§ Prompt
Copy exactly the lines of the data below that run from the line holding "let mean = sum / n as f64;" through the line holding "let n_features = self.x.ncols();", both ends included.

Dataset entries
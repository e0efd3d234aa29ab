//! CART regression tree, the building block of the forest and the booster.
//!
//! Splits minimise the summed squared error of the two children. Nodes live
//! in a flat arena; node 0 is the root.

use ndarray::{ArrayView1, ArrayView2};
use rand::rngs::StdRng;
use rand::seq::index;
use serde::{Deserialize, Serialize};

use super::Regressor;

/// Growth limits for a single tree.
#[derive(Debug, Clone, PartialEq, Serialize, Deserialize)]
pub struct TreeParams {
    /// `None` grows until the other limits stop it.
    pub max_depth: Option<usize>,
    pub min_samples_split: usize,
    pub min_samples_leaf: usize,
    /// Features drawn at random per split; `None` considers all of them.
    pub max_features: Option<usize>,
}

impl Default for TreeParams {
    fn default() -> Self {
        TreeParams {
            max_depth: None,
            min_samples_split: 2,
            min_samples_leaf: 1,
            max_features: None,
        }
    }
}

#[derive(Debug, Clone, PartialEq, Serialize, Deserialize)]
enum Node {
    Leaf {
        value: f64,
    },
    Split {
        feature: usize,
        threshold: f64,
        left: usize,
        right: usize,
    },
}

#[derive(Debug, Clone, PartialEq, Serialize, Deserialize)]
pub struct RegressionTree {
    nodes: Vec<Node>,
    /// Total squared-error reduction credited to each feature.
    gains: Vec<f64>,
}

struct BestSplit {
    feature: usize,
    threshold: f64,
    gain: f64,
}

struct Builder<'a, 'x, 'y> {
    x: ArrayView2<'x, f64>,
    y: ArrayView1<'y, f64>,
    params: &'a TreeParams,
    rng: &'a mut StdRng,
    nodes: Vec<Node>,
    gains: Vec<f64>,
}

impl RegressionTree {
    /// Grow a tree on the rows of `x` listed in `samples` (repeats allowed,
    /// which is how bootstrap samples are passed in).
    pub fn fit(
        x: ArrayView2<'_, f64>,
        y: ArrayView1<'_, f64>,
        samples: Vec<usize>,
        params: &TreeParams,
        rng: &mut StdRng,
    ) -> RegressionTree {
        let mut builder = Builder {
            x,
            y,
            params,
            rng,
            nodes: Vec::new(),
            gains: vec![0.0; x.ncols()],
        };
        if samples.is_empty() {
            builder.nodes.push(Node::Leaf { value: 0.0 });
        } else {
            builder.grow(samples, 0);
        }
        RegressionTree {
            nodes: builder.nodes,
            gains: builder.gains,
        }
    }

    pub fn gains(&self) -> &[f64] {
        &self.gains
    }

    pub fn n_leaves(&self) -> usize {
        self.nodes
            .iter()
            .filter(|n| matches!(n, Node::Leaf { .. }))
            .count()
    }

    pub fn depth(&self) -> usize {
        fn walk(nodes: &[Node], i: usize) -> usize {
            match nodes[i] {
                Node::Leaf { .. } => 0,
                Node::Split { left, right, .. } => 1 + walk(nodes, left).max(walk(nodes, right)),
            }
        }
        walk(&self.nodes, 0)
    }
}

impl Regressor for RegressionTree {
    fn predict_row(&self, row: ArrayView1<'_, f64>) -> f64 {
        let mut i = 0;
        loop {
            match self.nodes[i] {
                Node::Leaf { value } => return value,
                Node::Split {
                    feature,
                    threshold,
                    left,
                    right,
                } => {
                    i = if row[feature] <= threshold { left } else { right };
                }
            }
        }
    }
}

impl Builder<'_, '_, '_> {
    fn grow(&mut self, samples: Vec<usize>, depth: usize) -> usize {
        let n = samples.len();
        let (sum, sum_sq) = samples.iter().fold((0.0, 0.0), |(s, q), &i| {
            let v = self.y[i];
            (s + v, q + v * v)
        });
        let mean = sum / n as f64;
        let sse = sum_sq - sum * sum / n as f64;

        let at_depth_limit = self.params.max_depth.is_some_and(|d| depth >= d);
        let too_small = n < self.params.min_samples_split.max(2)
            || n < 2 * self.params.min_samples_leaf.max(1);
        let id = self.nodes.len();
        self.nodes.push(Node::Leaf { value: mean });

        if at_depth_limit || too_small || sse <= 1e-12 {
            return id;
        }
        let Some(best) = self.best_split(&samples, sum, sum_sq, sse) else {
            return id;
        };

        let (left, right): (Vec<usize>, Vec<usize>) = samples
            .into_iter()
            .partition(|&i| self.x[(i, best.feature)] <= best.threshold);
        self.gains[best.feature] += best.gain;

        let left_id = self.grow(left, depth + 1);
        let right_id = self.grow(right, depth + 1);
        self.nodes[id] = Node::Split {
            feature: best.feature,
            threshold: best.threshold,
            left: left_id,
            right: right_id,
        };
        id
    }

    fn candidate_features(&mut self) -> Vec<usize> {
        let n_features = self.x.ncols();
        match self.params.max_features {
            Some(k) if k > 0 && k < n_features => {
                let mut picked = index::sample(&mut *self.rng, n_features, k).into_vec();
                picked.sort_unstable();
                picked
            }
            _ => (0..n_features).collect(),
        }
    }

    fn best_split(&mut self, samples: &[usize], sum: f64, sum_sq: f64, sse: f64) -> Option<BestSplit> {
        let n = samples.len();
        let min_leaf = self.params.min_samples_leaf.max(1);
        let mut best: Option<BestSplit> = None;
        let mut order = samples.to_vec();

        for feature in self.candidate_features() {
            let column = self.x.column(feature);
            order.sort_by(|&a, &b| column[a].total_cmp(&column[b]));

            let (mut left_sum, mut left_sq) = (0.0, 0.0);
            for k in 1..n {
                let v = self.y[order[k - 1]];
                left_sum += v;
                left_sq += v * v;

                let (lo, hi) = (column[order[k - 1]], column[order[k]]);
                if lo == hi || k < min_leaf || n - k < min_leaf {
                    continue;
                }
                let right_sum = sum - left_sum;
                let left_sse = left_sq - left_sum * left_sum / k as f64;
                let right_sse = (sum_sq - left_sq) - right_sum * right_sum / (n - k) as f64;
                let gain = sse - left_sse - right_sse;

                if gain > 1e-12 && best.as_ref().map_or(true, |b| gain > b.gain) {
                    best = Some(BestSplit {
                        feature,
                        threshold: lo + (hi - lo) / 2.0,
                        gain,
                    });
                }
            }
        }
        best
    }
}

#[cfg(test)]
mod tests {
    use super::*;
    use ndarray::{array, Array1, Array2};
    use rand::SeedableRng;

    fn step_data() -> (Array2<f64>, Array1<f64>) {
        let x = Array2::from_shape_fn((20, 2), |(i, j)| if j == 0 { i as f64 } else { (i % 3) as f64 });
        let y = Array1::from_shape_fn(20, |i| if i < 10 { 10.0 } else { 90.0 });
        (x, y)
    }

    #[test]
    fn learns_a_step() {
        let (x, y) = step_data();
        let mut rng = StdRng::seed_from_u64(1);
        let tree = RegressionTree::fit(x.view(), y.view(), (0..20).collect(), &TreeParams::default(), &mut rng);

        assert_eq!(tree.predict_row(array![3.0, 0.0].view()), 10.0);
        assert_eq!(tree.predict_row(array![15.0, 2.0].view()), 90.0);
        assert_eq!(tree.n_leaves(), 2);
        assert!(tree.gains()[0] > 0.0);
        assert_eq!(tree.gains()[1], 0.0);
    }

    #[test]
    fn depth_limit_is_respected() {
        let x = Array2::from_shape_fn((64, 1), |(i, _)| i as f64);
        let y = Array1::from_shape_fn(64, |i| (i * i) as f64);
        let params = TreeParams {
            max_depth: Some(3),
            ..TreeParams::default()
        };
        let mut rng = StdRng::seed_from_u64(7);
        let tree = RegressionTree::fit(x.view(), y.view(), (0..64).collect(), &params, &mut rng);
        assert!(tree.depth() <= 3);
        assert!(tree.n_leaves() <= 8);
    }

    #[test]
    fn leaves_hold_at_least_min_samples() {
        let x = Array2::from_shape_fn((12, 1), |(i, _)| i as f64);
        let y = Array1::from_shape_fn(12, |i| i as f64);
        let params = TreeParams {
            min_samples_leaf: 4,
            ..TreeParams::default()
        };
        let mut rng = StdRng::seed_from_u64(3);
        let tree = RegressionTree::fit(x.view(), y.view(), (0..12).collect(), &params, &mut rng);
        // 12 rows with 4 per leaf allow at most three leaves
        assert!(tree.n_leaves() <= 3);
    }

    #[test]
    fn constant_target_is_a_single_leaf() {
        let x = Array2::from_shape_fn((8, 3), |(i, j)| (i + j) as f64);
        let y = Array1::from_elem(8, 42.0);
        let mut rng = StdRng::seed_from_u64(0);
        let tree = RegressionTree::fit(x.view(), y.view(), (0..8).collect(), &TreeParams::default(), &mut rng);
        assert_eq!(tree.n_leaves(), 1);
        assert_eq!(tree.predict_row(x.row(0)), 42.0);
    }
}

§ Solution to this exercise
        let mean = sum / n as f64;
        let sse = sum_sq - sum * sum / n as f64;

        let at_depth_limit = self.params.max_depth.is_some_and(|d| depth >= d);
        let too_small = n < self.params.min_samples_split.max(2)
            || n < 2 * self.params.min_samples_leaf.max(1);
        let id = self.nodes.len();
        self.nodes.push(Node::Leaf { value: mean });

        if at_depth_limit || too_small || sse <= 1e-12 {
            return id;
        }
        let Some(best) = self.best_split(&samples, sum, sum_sq, sse) else {
            return id;
        };

        let (left, right): (Vec<usize>, Vec<usize>) = samples
            .into_iter()
            .partition(|&i| self.x[(i, best.feature)] <= best.threshold);
        self.gains[best.feature] += best.gain;

        let left_id = self.grow(left, depth + 1);
        let right_id = self.grow(right, depth + 1);
        self.nodes[id] = Node::Split {
            feature: best.feature,
            threshold: best.threshold,
            left: left_id,
            right: right_id,
        };
        id
    }

    fn candidate_features(&mut self) -> Vec<usize> {
        let n_features = self.x.ncols();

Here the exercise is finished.